On Tue, Jan 19, 2016 at 4:15 AM, Ryan Sleevi <
[email protected]> wrote:

> On Mon, January 18, 2016 9:05 pm, Eric Mill wrote:
> >  Really? Given your last few years of experience, if you could time
> travel
> >  back to 2012, you would tell Past Ryan Sleevi to make a different
> decision
> >  at that time about adding a flag for MD5 support in the enterprise?
>
> Yes.
>
> > Was there significant observed negative fallout of that decision?
>
> Yes.
>

What was the nature of that fallout? I don't know how to incorporate that
into my worldview without details.


>  That's a great point, but Peter's data was from website logs, and
> >  detecting
> >  middleboxes in that data is about comparing TLS "fingerprints" to sent
> >  user
> >  agents. That's not something enterprises have to opt-in to. So, large
> >  website operators could be providing valuable (appropriately aggregated,
> >  etc.) data in this regard.
>
> Only to an extent. You're again presuming the enterprise MITM box, which
> may show for sites like Amazon (of course, it would not show at all for
> enterprise MITM boxes that blocked it). This would not, however, show up
> at all for the case of using UAs to access internal enterprise resources,
> which is a far greater (by volume of users, though necessarily not volume
> of certificates) use case.
>

That is a great point. But do we throw up our hands and say we can just
never know how enterprises use browsers? It doesn't seem practical from a
product management standpoint either -- it'd be foolhardy to have no data
that tells you how it's being used.

The general public uses browsers which also serve the enterprise without
substantial modification, so data on how enterprises use browsers is
relevant to decisions that affect the general public. I encourage your team
to find a way to publicly contribute some version of the data you're using
to drive your decisions.


But I certainly am more aware of the impact these decisions
> have, and of the real tradeoffs involved for these users, and thus the
> need for a softer touch.
>
> Arguing that enterprise users should be thrown under the bus is not a new
> argument, nor is it one without grounding. We've certainly seen the
> energetically emotional appeals in cases like HPKP, where some corners
> have argued for making it harder and harder for enterprises to accomplish
> their goals because they're seen as disagreeable. And while I certainly
> don't agree with many of the reasons why such organizations see the need
> to MITM, I'm quite aware of the lengths that MITM vendors will go to, and
> of the lengths businesses will go to to support their needs. The same can
> be said for SHA-1 here.
>
> To me, the root of the issue here is education - how do we educate
> enterprises that SHA-1 issuance is risky (to their organization, not to
> the Internet at large), such that they lean on their vendors, such that
> they have the economic incentives to switch vendors or, in many cases, pay
> the exorbitant fees the vendors demand in order to support better
> security. It's certainly one strategy to "hold users hostage" (via
> interstitials), but that's one that doesn't seem to pay off well. Even
> holding users hostage via lock icons is one that, as it played out, was
> significantly less effective than desired.
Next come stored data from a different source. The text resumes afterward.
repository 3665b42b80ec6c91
use axum::{
    routing::{get, post},
    Router,
};
use registry::AppRegistry;

use crate::handler::user::{get_current_user, register_user};

pub fn build_user_routers() -> Router<AppRegistry> {
    let routers = Router::new()
        .route("/", post(register_user))
        .route("/me", get(get_current_user));

    Router::new().nest("/users", routers)
}
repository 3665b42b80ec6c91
use axum::{
    routing::{get, post},
    Router,
};
use registry::AppRegistry;

use crate::handler::payment::{process_payment, show_payment};

pub fn build_payment_routers() -> Router<AppRegistry> {
    let routers = Router::new()
        .route("/", get(show_payment))
        .route("/process", post(process_payment));

    Router::new().nest("/payments", routers)
}
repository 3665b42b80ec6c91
pub mod database;
pub mod repository;
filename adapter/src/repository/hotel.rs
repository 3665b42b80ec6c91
use async_trait::async_trait;
use derive_new::new;
use kernel::model::{
    hotel::{Hotel, HotelWithRooms, Room},
    id::HotelId,
};
use kernel::repository::hotel::HotelRepository;
use shared::error::{AppError, AppResult};

use crate::database::{
    model::hotel::{HotelRow, RoomRow},
    ConnectionPool,
};

#[derive(new)]
pub struct HotelRepositoryImpl {
    db: ConnectionPool,
}

#[async_trait]
impl HotelRepository for HotelRepositoryImpl {
    async fn find_all(&self) -> AppResult<Vec<Hotel>> {
        sqlx::query_as::<_, HotelRow>(
            r#"
                SELECT hotel_id, name, image
                FROM hotels
                ORDER BY hotel_id ASC
            "#,
        )
        .fetch_all(self.db.inner_ref())
        .await
        .map(|rows| rows.into_iter().map(Hotel::from).collect())
        .map_err(AppError::SpecificOperationError)
    }

    async fn find_with_rooms(&self, hotel_id: HotelId) -> AppResult<Option<HotelWithRooms>> {
        let hotel = sqlx::query_as::<_, HotelRow>(
            r#"
                SELECT hotel_id, name, image
                FROM hotels
                WHERE hotel_id = $1
            "#,
        )
        .bind(hotel_id)
        .fetch_optional(self.db.inner_ref())
        .await
        .map_err(AppError::SpecificOperationError)?;

        let Some(hotel) = hotel else {
            return Ok(None);
        };

        // 各部屋の現在の予約数を bookings から集計して一緒に返す
        let rooms = sqlx::query_as::<_, RoomRow>(
            r#"
                SELECT
                r.room_id,
                r.hotel_id,
                r.name,
                r.capacity,
                COUNT(b.booking_id)::INT4 AS occupancy
                FROM rooms AS r
                LEFT OUTER JOIN bookings AS b ON b.room_id = r.room_id
                WHERE r.hotel_id = $1
                GROUP BY r.room_id
                ORDER BY r.room_id ASC
            "#,
        )
        .bind(hotel_id)
        .fetch_all(self.db.inner_ref())
        .await
        .map_err(AppError::SpecificOperationError)?
        .into_iter()
        .map(Room::from)
        .collect();

        Ok(Some(HotelWithRooms {
            hotel: hotel.into(),
            rooms,
        }))
    }
}
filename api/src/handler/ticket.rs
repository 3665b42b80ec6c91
use axum::{extract::State, http::StatusCode, Json};
use garde::Validate;
use kernel::model::{id::TicketTypeId, ticket::event::CreateTicket};
use registry::AppRegistry;
use shared::error::{AppError, AppResult};

use crate::{
    extractor::{AppJson, AuthorizedUser},
    model::ticket::{CreateTicketRequest, TicketResponse, TicketTypeResponse},
};

pub async fn show_ticket_types(
    _user: AuthorizedUser,
    State(registry): State<AppRegistry>,
) -> AppResult<Json<Vec<TicketTypeResponse>>> {
    let types = registry.ticket_repository().find_types().await?;
    Ok(Json(types.into_iter().map(TicketTypeResponse::from).collect()))
}

pub async fn show_ticket(
    user: AuthorizedUser,
    State(registry): State<AppRegistry>,
) -> AppResult<Json<TicketResponse>> {
    registry
        .ticket_repository()
        .find_by_user_id(user.id())
        .await?
        .map(TicketResponse::from)
        .map(Json)
        .ok_or_else(|| AppError::EntityNotFound("チケットが見つかりませんでした。".into()))
}

pub async fn create_ticket(
    user: AuthorizedUser,
    State(registry): State<AppRegistry>,
    AppJson(req): AppJson<CreateTicketRequest>,
) -> AppResult<(StatusCode, Json<TicketResponse>)> {
    req.validate(&())?;

    let ticket = registry
        .ticket_repository()
        .create(CreateTicket::new(
            user.id(),
            TicketTypeId::from(req.ticket_type_id),
        ))
        .await?;
    Ok((StatusCode::CREATED, Json(ticket.into())))
}
use crate::model::id::UserId;
use uuid::Uuid;

pub struct CreateToken {
    pub user_id: UserId,
    pub access_token: String,
}

impl CreateToken {
    // トークンは推測できないランダムな文字列とする
    pub fn new(user_id: UserId) -> Self {
        let access_token = Uuid::new_v4().simple().to_string();
        Self {
            user_id,
            access_token,
        }
    }
}
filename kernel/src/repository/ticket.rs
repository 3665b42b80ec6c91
use crate::model::{
    id::UserId,
    ticket::{event::CreateTicket, Ticket, TicketType},
};
use async_trait::async_trait;
use shared::error::AppResult;

#[async_trait]
pub trait TicketRepository: Send + Sync {
    // チケット種別の一覧を取得する
    async fn find_types(&self) -> AppResult<Vec<TicketType>>;
    // ユーザーの参加登録に紐づくチケットを取得する
    async fn find_by_user_id(&self, user_id: UserId) -> AppResult<Option<Ticket>>;
    // 参加登録に対して RESERVED 状態のチケットを作成する
    async fn create(&self, event: CreateTicket) -> AppResult<Ticket>;
    // ホテルを利用できる（支払い済み・現地参加・ホテル付き）チケットを取得する
    // チケットが無ければ EntityNotFound、条件を満たさなければ PaymentRequired
    async fn find_paid_with_hotel_by_user_id(&self, user_id: UserId) -> AppResult<Ticket>;
}
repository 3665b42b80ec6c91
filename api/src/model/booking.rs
use derive_new::new;
use garde::Validate;
use kernel::model::{
    booking::{
        event::{CreateBooking, UpdateBooking},
        Booking,
    },
    id::{BookingId, RoomId, UserId},
};
use serde::{Deserialize, Serialize};

use super::hotel::RoomResponse;

// 作成・変更とも、リクエストボディは予約先の部屋 ID のみ
#[derive(Deserialize, Validate)]
#[serde(rename_all = "camelCase")]
pub struct BookingRequest {
    #[garde(range(min = 1))]
    pub room_id: i32,
}

#[derive(new)]
pub struct CreateBookingRequestWithUserId(UserId, BookingRequest);

impl From<CreateBookingRequestWithUserId> for CreateBooking {
    fn from(value: CreateBookingRequestWithUserId) -> Self {
        let CreateBookingRequestWithUserId(user_id, BookingRequest { room_id }) = value;
        CreateBooking {
            user_id,
            room_id: RoomId::from(room_id),
        }
    }
}

#[derive(new)]
pub struct UpdateBookingRequestWithIds(BookingId, UserId, BookingRequest);

impl From<UpdateBookingRequestWithIds> for UpdateBooking {
    fn from(value: UpdateBookingRequestWithIds) -> Self {
        let UpdateBookingRequestWithIds(booking_id, requested_user, BookingRequest { room_id }) =
            value;
        UpdateBooking {
            booking_id,
            requested_user,
            room_id: RoomId::from(room_id),
        }
    }
}

#[derive(Serialize)]
#[serde(rename_all = "camelCase")]
pub struct BookingIdResponse {
    pub booking_id: BookingId,
}

#[derive(Serialize)]
#[serde(rename_all = "camelCase")]
pub struct BookingResponse {
    pub id: BookingId,
    pub room: RoomResponse,
}

impl From<Booking> for BookingResponse {
    fn from(value: Booking) -> Self {
        let Booking {
            booking_id, room, ..
        } = value;
        Self {
            id: booking_id,
            room: room.into(),
        }
    }
}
Nor is it a good game - for
> users or for browser vendors - to get in the habit of hostage taking "for
> the greater good".


I didn't think Chrome regretted using the lock icon to raise awareness
among site owners about SHA-1. It may not have been as effective as you
were hoping it would be, but I think plenty of people, myself included,
observed that it generated real action by site owners across the public and
enterprise spheres.

We don't have the alternate universe where Chrome didn't do that to compare
it to, but if it felt like less than desired, there's another conclusion
you could draw: that if Firefox and IE and Safari were in the habit of
trying the same thing, the effect it did have would been amplified.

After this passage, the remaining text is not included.